Exercise directions:
Which lines of the entries below hold the word "attribute"? Report each of them.
_ _ _ _
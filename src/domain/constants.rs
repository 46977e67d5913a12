//! Centralized constants for commonly repeated DER/OID bytes, tags and PDF values.
//! Keep this intentionally small; only broadly reused literals should live here.

// === ASN.1 DER Constants ===

/// ASN.1 NULL value (tag + length + null)
pub const ASN1_NULL: &[u8] = &[0x05, 0x00];

/// ASN.1 INTEGER tag
pub const ASN1_INTEGER_TAG: u8 = 0x02;

/// ASN.1 OCTET STRING tag
pub const ASN1_OCTET_STRING_TAG: u8 = 0x04;

/// ASN.1 OBJECT IDENTIFIER tag
pub const ASN1_OID_TAG: u8 = 0x06;

/// ASN.1 UTCTime tag
pub const ASN1_UTC_TIME_TAG: u8 = 0x17;

/// ASN.1 GeneralizedTime tag (dates from 2050 on)
pub const ASN1_GENERALIZED_TIME_TAG: u8 = 0x18;

/// ASN.1 SEQUENCE tag
pub const ASN1_SEQUENCE_TAG: u8 = 0x30;

/// ASN.1 SET tag
pub const ASN1_SET_TAG: u8 = 0x31;

/// ASN.1 context-specific constructed tag [0]
pub const ASN1_CONTEXT_0_TAG: u8 = 0xa0;

/// CMS version 1 for `SignedData` and `SignerInfo` with issuerAndSerialNumber
pub const CMS_VERSION_1: &[u8] = &[0x02, 0x01, 0x01];

// === PKCS#7/CMS OID Constants ===

/// PKCS#7 data OID (1.2.840.113549.1.7.1) DER encoding
pub const PKCS7_DATA_OID: &[u8] = &[0x2a, 0x86, 0x48, 0x86, 0xf7, 0x0d, 0x01, 0x07, 0x01];

/// PKCS#7 `SignedData` OID (1.2.840.113549.1.7.2) DER encoding
pub const PKCS7_SIGNED_DATA_OID: &[u8] = &[0x2a, 0x86, 0x48, 0x86, 0xf7, 0x0d, 0x01, 0x07, 0x02];

/// PKCS#9 contentType attribute OID (1.2.840.113549.1.9.3) DER encoding
pub const PKCS9_CONTENT_TYPE_OID: &[u8] = &[0x2a, 0x86, 0x48, 0x86, 0xf7, 0x0d, 0x01, 0x09, 0x03];

/// PKCS#9 messageDigest attribute OID (1.2.840.113549.1.9.4) DER encoding
pub const PKCS9_MESSAGE_DIGEST_OID: &[u8] = &[0x2a, 0x86, 0x48, 0x86, 0xf7, 0x0d, 0x01, 0x09, 0x04];

/// PKCS#9 signingTime attribute OID (1.2.840.113549.1.9.5) DER encoding
pub const PKCS9_SIGNING_TIME_OID: &[u8] = &[0x2a, 0x86, 0x48, 0x86, 0xf7, 0x0d, 0x01, 0x09, 0x05];

// === Algorithm OIDs ===

/// SHA-256 algorithm OID (2.16.840.1.101.3.4.2.1) DER encoding
pub const SHA256_ALGORITHM_OID: &[u8] = &[0x60, 0x86, 0x48, 0x01, 0x65, 0x03, 0x04, 0x02, 0x01];

/// rsaEncryption OID (1.2.840.113549.1.1.1) DER encoding
pub const RSA_ENCRYPTION_OID: &[u8] = &[0x2a, 0x86, 0x48, 0x86, 0xf7, 0x0d, 0x01, 0x01, 0x01];

/// ecdsa-with-SHA256 OID (1.2.840.10045.4.3.2) DER encoding
pub const ECDSA_WITH_SHA256_OID: &[u8] = &[0x2a, 0x86, 0x48, 0xce, 0x3d, 0x04, 0x03, 0x02];

// === PDF Signature Constants ===

/// Reference page width (A4, points) used by the stamp presets
pub const REFERENCE_PAGE_WIDTH: f64 = 595.0;

/// Reference page height (A4, points) used by the stamp presets
pub const REFERENCE_PAGE_HEIGHT: f64 = 842.0;

/// Signature handler written into /Filter
pub const PDF_SIG_FILTER: &[u8] = b"Adobe.PPKLite";

/// Detached CMS sub-filter written into /SubFilter
pub const PDF_SIG_SUBFILTER: &[u8] = b"adbe.pkcs7.detached";

/// Widget annotation flags: Print (4) + Locked (128)
pub const PDF_WIDGET_FLAGS: i64 = 132;

/// AcroForm /SigFlags: SignaturesExist (1) + AppendOnly (2)
pub const PDF_SIG_FLAGS: i64 = 3;

/// Prefix for signature field names (`Signature1`, `Signature2`, ...)
pub const PDF_SIG_FIELD_PREFIX: &str = "Signature";

/// Width reserved for each placeholder number in /ByteRange
pub const BYTE_RANGE_DIGITS: usize = 10;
_ _ _ _
Response:
/// PKCS#9 contentType attribute OID (1.2.840.113549.1.9.3) DER encoding
/// PKCS#9 messageDigest attribute OID (1.2.840.113549.1.9.4) DER encoding
/// PKCS#9 signingTime attribute OID (1.2.840.113549.1.9.5) DER encoding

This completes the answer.